In a Monday statement, GRASS said that Tsitsikashvili’s arrest was ‘another step towards growing authoritarianism’, and that charging the fact-checker with petty hooliganism was a violation of her constitutional rights.
‘It is clear from the video that the member of the parliament used discriminatory vocabulary towards Mariam Tsitsikashvili’, read their statement, highlighting Japaridize’s response to Tsitsikashvili when she said that her mother was Ossetian as an example of discriminatory behaviour.

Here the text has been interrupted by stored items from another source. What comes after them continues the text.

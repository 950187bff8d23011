use std::sync::LazyLock;

use regex::Regex;
use thiserror::Error;
use tracing::debug;

use crate::ast::{Connective, Query};

/// Splits a `where` tail into clauses; the same matches yield the connectives.
static CONNECTIVE: LazyLock<Regex> = LazyLock::new(|| {
    Regex::new(r"\s+(and|or)\s+").expect("connective pattern is valid")
});

const SELECT_PREFIX: &str = "select ";
const WHERE_DELIMITER: &str = " where ";

/// Structural problems with query text.
///
/// Anything that gets past these checks parses; clause-level problems are
/// left to evaluation, where they simply fail to match.
#[derive(Debug, Clone, PartialEq, Eq, Error)]
pub enum ParseError {
    #[error("query must start with 'select'")]
    MissingSelect,

    #[error("no fields between 'select' and 'where'")]
    EmptyFieldList,

    #[error("query contains more than one 'where'")]
    MultipleWhere,

    #[error("'where' is not followed by any condition")]
    EmptyWhere,
}

pub struct Parser {
    text: String,
}

impl Parser {
    /// Prepare query text for parsing. The whole text is case-folded here.
    pub fn new(text: &str) -> Self {
        Parser {
            text: text.trim().to_lowercase(),
        }
    }

    /// Parse the query.
    ///
    /// ```
    /// use jsql::ast::Connective;
    /// use jsql::parser::Parser;
    ///
    /// let query = Parser::new("SELECT name, age WHERE age > 26 OR name=John").parse().unwrap();
    /// assert_eq!(query.fields, vec!["name", "age"]);
    /// assert_eq!(query.clauses, vec!["age > 26", "name=john"]);
    /// assert_eq!(query.connectives, vec![Connective::Or]);
    /// ```
    pub fn parse(&self) -> Result<Query, ParseError> {
        let mut parts = self.text.split(WHERE_DELIMITER);
        let head = parts.next().unwrap_or_default();
        let tail = parts.next();
        if parts.next().is_some() {
            return Err(ParseError::MultipleWhere);
        }

        let mut query = self.parse_projection(head)?;

        if let Some(tail) = tail {
            let (clauses, connectives) = self.parse_conditions(tail)?;
            query.clauses = clauses;
            query.connectives = connectives;
        }

        debug!(
            fields = ?query.fields,
            select_all = query.select_all,
            clauses = query.clauses.len(),
            "parsed query"
        );
        Ok(query)
    }

    fn parse_projection(&self, head: &str) -> Result<Query, ParseError> {
        if head == SELECT_PREFIX.trim_end() {
            return Err(ParseError::EmptyFieldList);
        }

        let fields = head
            .strip_prefix(SELECT_PREFIX)
            .ok_or(ParseError::MissingSelect)?
            .trim();

        // "select x where" with nothing after the keyword never reaches the delimiter
        if fields == "where" || fields.ends_with(" where") {
            return Err(ParseError::EmptyWhere);
        }

        if fields == "*" {
            return Ok(Query {
                select_all: true,
                ..Query::default()
            });
        }

        let fields: Vec<String> = fields
            .split(',')
            .map(str::trim)
            .filter(|f| !f.is_empty())
            .map(str::to_string)
            .collect();

        if fields.is_empty() {
            return Err(ParseError::EmptyFieldList);
        }

        Ok(Query {
            fields,
            ..Query::default()
        })
    }

    fn parse_conditions(&self, tail: &str) -> Result<(Vec<String>, Vec<Connective>), ParseError> {
        let tail = tail.trim();
        if tail.is_empty() {
            return Err(ParseError::EmptyWhere);
        }

        let clauses = CONNECTIVE
            .split(tail)
            .map(|clause| clause.trim().to_string())
            .collect();

        let connectives = CONNECTIVE
            .captures_iter(tail)
            .filter_map(|caps| Connective::from_keyword(&caps[1]))
            .collect();

        Ok((clauses, connectives))
    }
}
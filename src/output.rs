//! JSON rendering of result sets.
//!
//! Records keep their projected field order. Whole numbers print as
//! integers, so a field decoded from `30` prints back as `30`.
//!
//! # Examples
//!
//! ```
//! use jsql::{Query, decode_dataset, execute};
//! use jsql::output::{to_json, to_json_pretty};
//!
//! let records = decode_dataset(r#"[{"name": "John", "age": 30}]"#).unwrap();
//! let result = execute(&Query::parse("select age, name").unwrap(), &records);
//!
//! assert_eq!(to_json(&result.records), r#"[{"age":30,"name":"John"}]"#);
//! assert!(to_json_pretty(&result.records).contains("\n  {\n    \"age\": 30,"));
//! ```

use crate::value::{Record, record_to_json};

fn to_json_value(records: &[Record]) -> serde_json::Value {
    serde_json::Value::Array(
        records
            .iter()
            .cloned()
            .map(|record| serde_json::Value::Object(record_to_json(record)))
            .collect(),
    )
}

/// Compact JSON array of the records.
pub fn to_json(records: &[Record]) -> String {
    to_json_value(records).to_string()
}

/// JSON array of the records, indented by two spaces.
pub fn to_json_pretty(records: &[Record]) -> String {
    format!("{:#}", to_json_value(records))
}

‘Such actions by a member of the Parliament of Georgia violates the requirements defined by the Code of Ethics. In addition to the violation of the Code of Ethics, this action stirs up ethnic intolerance and threatens the protection of freedoms and rights defined by the Constitution of Georgia’.
Parliament’s Code of Ethics stipulates that MPs should treat citizens equally regardless of ethnicity, among other qualifiers.
GRASS said they would apply to the court with a request for compensation from parliament’s Ethics Council. Tsitsikashvili told RFE/RL that she and her friend lost ₾800 ($280) in total for missing the flight on Sunday.
Japaridze previously made headlines after being confronted by another member of the public on 28 May, as he was leaving parliament after Georgian Dream overturned President Salome Zourabichvili’s veto of the foreign agent law.
Footage of the incident showed a man swearing at MPs including Japaridze, who then exited his car, stole an orange from a nearby store, and threw it at the man.
The next day, Japaridze returned to the store to pay for the orange he stole but was met with criticism for his support of the foreign agent law by the owner of the store.
Georgia’s foreign agent law labels any civil society or media organisation that receives at least 20% of its funding from outside Georgia ‘organisations carrying out the interests of a foreign power’. Such organisations are subject to ‘monitoring’ by the Ministry of Justice every six months, which could include forcing them to hand over internal communications and documents and confidential sources. Organisations and individuals who do not comply would be subject to large fines.